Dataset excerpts
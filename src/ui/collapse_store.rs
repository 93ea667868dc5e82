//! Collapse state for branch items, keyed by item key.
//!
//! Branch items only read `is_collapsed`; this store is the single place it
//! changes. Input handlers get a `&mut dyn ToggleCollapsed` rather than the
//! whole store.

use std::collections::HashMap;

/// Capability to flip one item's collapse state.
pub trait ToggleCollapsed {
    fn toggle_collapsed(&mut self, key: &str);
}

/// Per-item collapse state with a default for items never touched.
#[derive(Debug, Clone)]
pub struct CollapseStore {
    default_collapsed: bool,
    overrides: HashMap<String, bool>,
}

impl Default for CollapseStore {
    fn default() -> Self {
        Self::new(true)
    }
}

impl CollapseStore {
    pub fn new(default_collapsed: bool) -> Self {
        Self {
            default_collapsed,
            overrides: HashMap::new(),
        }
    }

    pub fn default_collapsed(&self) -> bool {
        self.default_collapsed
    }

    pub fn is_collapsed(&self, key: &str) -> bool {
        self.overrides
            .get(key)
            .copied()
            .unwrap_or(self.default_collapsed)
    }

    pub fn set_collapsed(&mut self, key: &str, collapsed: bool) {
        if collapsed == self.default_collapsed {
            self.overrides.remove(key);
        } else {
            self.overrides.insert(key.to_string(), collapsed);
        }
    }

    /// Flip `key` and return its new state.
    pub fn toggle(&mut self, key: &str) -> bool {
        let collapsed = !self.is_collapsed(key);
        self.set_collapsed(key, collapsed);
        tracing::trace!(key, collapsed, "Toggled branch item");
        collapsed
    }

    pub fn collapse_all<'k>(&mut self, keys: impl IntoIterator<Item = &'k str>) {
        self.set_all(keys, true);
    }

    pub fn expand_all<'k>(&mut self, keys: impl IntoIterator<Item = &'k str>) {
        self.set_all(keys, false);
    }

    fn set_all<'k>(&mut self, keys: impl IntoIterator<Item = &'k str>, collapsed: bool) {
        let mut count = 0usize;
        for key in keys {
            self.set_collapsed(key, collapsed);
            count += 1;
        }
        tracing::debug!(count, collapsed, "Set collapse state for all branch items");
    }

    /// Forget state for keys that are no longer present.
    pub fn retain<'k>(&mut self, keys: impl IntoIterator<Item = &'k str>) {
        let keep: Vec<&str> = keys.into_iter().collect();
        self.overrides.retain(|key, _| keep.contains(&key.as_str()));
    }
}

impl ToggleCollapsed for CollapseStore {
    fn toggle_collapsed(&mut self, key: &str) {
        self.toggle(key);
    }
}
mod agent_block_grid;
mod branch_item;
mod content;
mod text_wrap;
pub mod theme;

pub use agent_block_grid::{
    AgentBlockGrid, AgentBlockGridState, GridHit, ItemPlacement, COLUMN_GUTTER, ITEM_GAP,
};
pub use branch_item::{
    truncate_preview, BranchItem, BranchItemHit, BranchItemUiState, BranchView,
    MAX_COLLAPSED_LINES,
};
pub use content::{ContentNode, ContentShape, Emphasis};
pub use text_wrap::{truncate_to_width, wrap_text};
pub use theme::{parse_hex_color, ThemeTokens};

_Instructions to follow_
Provide a verbatim copy of all the entries.

_Your response_
filename src/ui/collapse_store.rs
repository 93ea667868dc5e82
//! Collapse state for branch items, keyed by item key.
//!
//! Branch items only read `is_collapsed`; this store is the single place it
//! changes. Input handlers get a `&mut dyn ToggleCollapsed` rather than the
//! whole store.

use std::collections::HashMap;

/// Capability to flip one item's collapse state.
pub trait ToggleCollapsed {
    fn toggle_collapsed(&mut self, key: &str);
}

/// Per-item collapse state with a default for items never touched.
#[derive(Debug, Clone)]
pub struct CollapseStore {
    default_collapsed: bool,
    overrides: HashMap<String, bool>,
}

impl Default for CollapseStore {
    fn default() -> Self {
        Self::new(true)
    }
}

impl CollapseStore {
    pub fn new(default_collapsed: bool) -> Self {
        Self {
            default_collapsed,
            overrides: HashMap::new(),
        }
    }

    pub fn default_collapsed(&self) -> bool {
        self.default_collapsed
    }

    pub fn is_collapsed(&self, key: &str) -> bool {
        self.overrides
            .get(key)
            .copied()
            .unwrap_or(self.default_collapsed)
    }

    pub fn set_collapsed(&mut self, key: &str, collapsed: bool) {
        if collapsed == self.default_collapsed {
            self.overrides.remove(key);
        } else {
            self.overrides.insert(key.to_string(), collapsed);
        }
    }

    /// Flip `key` and return its new state.
    pub fn toggle(&mut self, key: &str) -> bool {
        let collapsed = !self.is_collapsed(key);
        self.set_collapsed(key, collapsed);
        tracing::trace!(key, collapsed, "Toggled branch item");
        collapsed
    }

    pub fn collapse_all<'k>(&mut self, keys: impl IntoIterator<Item = &'k str>) {
        self.set_all(keys, true);
    }

    pub fn expand_all<'k>(&mut self, keys: impl IntoIterator<Item = &'k str>) {
        self.set_all(keys, false);
    }

    fn set_all<'k>(&mut self, keys: impl IntoIterator<Item = &'k str>, collapsed: bool) {
        let mut count = 0usize;
        for key in keys {
            self.set_collapsed(key, collapsed);
            count += 1;
        }
        tracing::debug!(count, collapsed, "Set collapse state for all branch items");
    }

    /// Forget state for keys that are no longer present.
    pub fn retain<'k>(&mut self, keys: impl IntoIterator<Item = &'k str>) {
        let keep: Vec<&str> = keys.into_iter().collect();
        self.overrides.retain(|key, _| keep.contains(&key.as_str()));
    }
}

impl ToggleCollapsed for CollapseStore {
    fn toggle_collapsed(&mut self, key: &str) {
        self.toggle(key);
    }
}
mod agent_block_grid;
mod branch_item;
mod content;
mod text_wrap;
pub mod theme;

pub use agent_block_grid::{
    AgentBlockGrid, AgentBlockGridState, GridHit, ItemPlacement, COLUMN_GUTTER, ITEM_GAP,
};
pub use branch_item::{
    truncate_preview, BranchItem, BranchItemHit, BranchItemUiState, BranchView,
    MAX_COLLAPSED_LINES,
};
pub use content::{ContentNode, ContentShape, Emphasis};
pub use text_wrap::{truncate_to_width, wrap_text};
pub use theme::{parse_hex_color, ThemeTokens};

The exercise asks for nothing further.